How to complete this task
Quote every line from the top of the listing down to and including the line that contains "fn write_json(report: &DrillReport, writer: &mut".

^^^^^^^^^^^^^^^^

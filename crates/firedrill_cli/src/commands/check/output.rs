//! Report rendering for the check command.

use std::fs::File;
use std::io::{BufWriter, Write};
use std::path::PathBuf;

use anyhow::Context as _;
use console::style;
use firedrill_core::prelude::*;

use crate::ui::{colors, format_duration, indicators};
use crate::{CheckArgs, OutputFormat};

/// Writes the drill report to a file or stdout in the requested format.
pub fn write_report(args: &CheckArgs, report: &DrillReport) -> anyhow::Result<()> {
    match &args.output {
        Some(path) => write_to_file(path, args.format, report),
        None => write_to_stdout(args.format, report),
    }
}

fn write_to_file(path: &PathBuf, format: OutputFormat, report: &DrillReport) -> anyhow::Result<()> {
    let file = File::create(path).with_context(|| format!("failed to create output file: {}", path.display()))?;
    let mut writer = BufWriter::new(file);

    match format {
        OutputFormat::Text => write_text(report, &mut writer, true),
        OutputFormat::Json => write_json(report, &mut writer),
    }
}

fn write_to_stdout(format: OutputFormat, report: &DrillReport) -> anyhow::Result<()> {
    let mut stdout = std::io::stdout().lock();

    match format {
        OutputFormat::Text => write_text(report, &mut stdout, false),
        OutputFormat::Json => write_json(report, &mut stdout),
    }
}

/// Serialises the report as pretty-printed JSON to the given writer.
fn write_json(report: &DrillReport, writer: &mut dyn Write) -> anyhow::Result<()> {
    serde_json::to_writer_pretty(&mut *writer, report)?;
    writeln!(writer)?;
    Ok(())
}

/// Renders the report as styled, human-readable text.
///
/// The captured commit output is always echoed, whatever the verdict, so
/// the tool's diagnostic block and suggested mitigations stay visible.
fn write_text(report: &DrillReport, writer: &mut dyn Write, strip_colors: bool) -> anyhow::Result<()> {
    write_verdict_line(report, writer, strip_colors)?;
    write_commit_summary(report, writer, strip_colors)?;
    write_captured_output(report, writer, strip_colors)?;
    write_failure_hints(report, writer, strip_colors)?;

    if let Some(path) = &report.repo_path {
        write_line(
            writer,
            format_args!(
                "{} {}",
                colors::info().apply_to(indicators::INFO),
                colors::secondary().apply_to(format!("temporary repository kept at {}", path.display()))
            ),
            strip_colors,
        )?;
        writeln!(writer)?;
    }

    Ok(())
}

fn write_verdict_line(report: &DrillReport, writer: &mut dyn Write, strip_colors: bool) -> anyhow::Result<()> {
    let (indicator, headline) = match report.verdict {
        Verdict::Blocked => (
            colors::success().apply_to(indicators::SUCCESS).to_string(),
            "commit blocked by the pre-commit hook",
        ),
        Verdict::CommitSucceeded => (
            colors::error().apply_to(indicators::ERROR).to_string(),
            "commit was not blocked",
        ),
        Verdict::WrongFailure => (
            colors::error().apply_to(indicators::ERROR).to_string(),
            "commit failed, but not because of the scanning hook",
        ),
    };

    write_line(
        writer,
        format_args!("{} {}", indicator, style(headline).bold()),
        strip_colors,
    )
}

fn write_commit_summary(report: &DrillReport, writer: &mut dyn Write, strip_colors: bool) -> anyhow::Result<()> {
    let code = report
        .exit_code
        .map_or_else(|| "killed by signal".to_string(), |c| format!("exit code {c}"));

    write_line(
        writer,
        format_args!(
            "  {} {} {}",
            colors::muted().apply_to(code),
            colors::muted().apply_to("·"),
            colors::muted().apply_to(format_duration(report.elapsed))
        ),
        strip_colors,
    )?;
    writeln!(writer)?;

    Ok(())
}

fn write_captured_output(report: &DrillReport, writer: &mut dyn Write, strip_colors: bool) -> anyhow::Result<()> {
    if report.output.is_empty() {
        write_line(
            writer,
            format_args!("  {}", colors::muted().apply_to("(no commit output captured)")),
            strip_colors,
        )?;
    } else {
        for line in report.output.lines() {
            write_line(
                writer,
                format_args!("  {}", colors::secondary().apply_to(line)),
                strip_colors,
            )?;
        }
    }

    writeln!(writer)?;
    Ok(())
}

fn write_failure_hints(report: &DrillReport, writer: &mut dyn Write, strip_colors: bool) -> anyhow::Result<()> {
    let hints: &[&str] = match report.verdict {
        Verdict::Blocked => &[],
        Verdict::CommitSucceeded => &[
            "No hook intercepted the commit. Check the hook wiring:",
            "  git config --global core.hooksPath   (or init.templateDir)",
        ],
        Verdict::WrongFailure => &[
            "The commit was rejected without the expected diagnostic.",
            "Inspect the output above; the tool may be missing its patterns:",
            "  git secrets --register-aws",
        ],
    };

    if hints.is_empty() {
        return Ok(());
    }

    for hint in hints {
        write_line(
            writer,
            format_args!("  {}", colors::secondary().apply_to(*hint)),
            strip_colors,
        )?;
    }
    writeln!(writer)?;

    Ok(())
}

fn write_line(writer: &mut dyn Write, args: std::fmt::Arguments<'_>, strip_colors: bool) -> anyhow::Result<()> {
    if strip_colors {
        let text = format!("{args}");
        writeln!(writer, "{}", console::strip_ansi_codes(&text))?;
    } else {
        writeln!(writer, "{args}")?;
    }

    Ok(())
}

^^^^^^^^^^^^^^^^

Expected answer
filename crates/firedrill_cli/src/commands/check/output.rs
//! Report rendering for the check command.

use std::fs::File;
use std::io::{BufWriter, Write};
use std::path::PathBuf;

use anyhow::Context as _;
use console::style;
use firedrill_core::prelude::*;

use crate::ui::{colors, format_duration, indicators};
use crate::{CheckArgs, OutputFormat};

/// Writes the drill report to a file or stdout in the requested format.
pub fn write_report(args: &CheckArgs, report: &DrillReport) -> anyhow::Result<()> {
    match &args.output {
        Some(path) => write_to_file(path, args.format, report),
        None => write_to_stdout(args.format, report),
    }
}

fn write_to_file(path: &PathBuf, format: OutputFormat, report: &DrillReport) -> anyhow::Result<()> {
    let file = File::create(path).with_context(|| format!("failed to create output file: {}", path.display()))?;
    let mut writer = BufWriter::new(file);

    match format {
        OutputFormat::Text => write_text(report, &mut writer, true),
        OutputFormat::Json => write_json(report, &mut writer),
    }
}

fn write_to_stdout(format: OutputFormat, report: &DrillReport) -> anyhow::Result<()> {
    let mut stdout = std::io::stdout().lock();

    match format {
        OutputFormat::Text => write_text(report, &mut stdout, false),
        OutputFormat::Json => write_json(report, &mut stdout),
    }
}

/// Serialises the report as pretty-printed JSON to the given writer.
fn write_json(report: &DrillReport, writer: &mut dyn Write) -> anyhow::Result<()> {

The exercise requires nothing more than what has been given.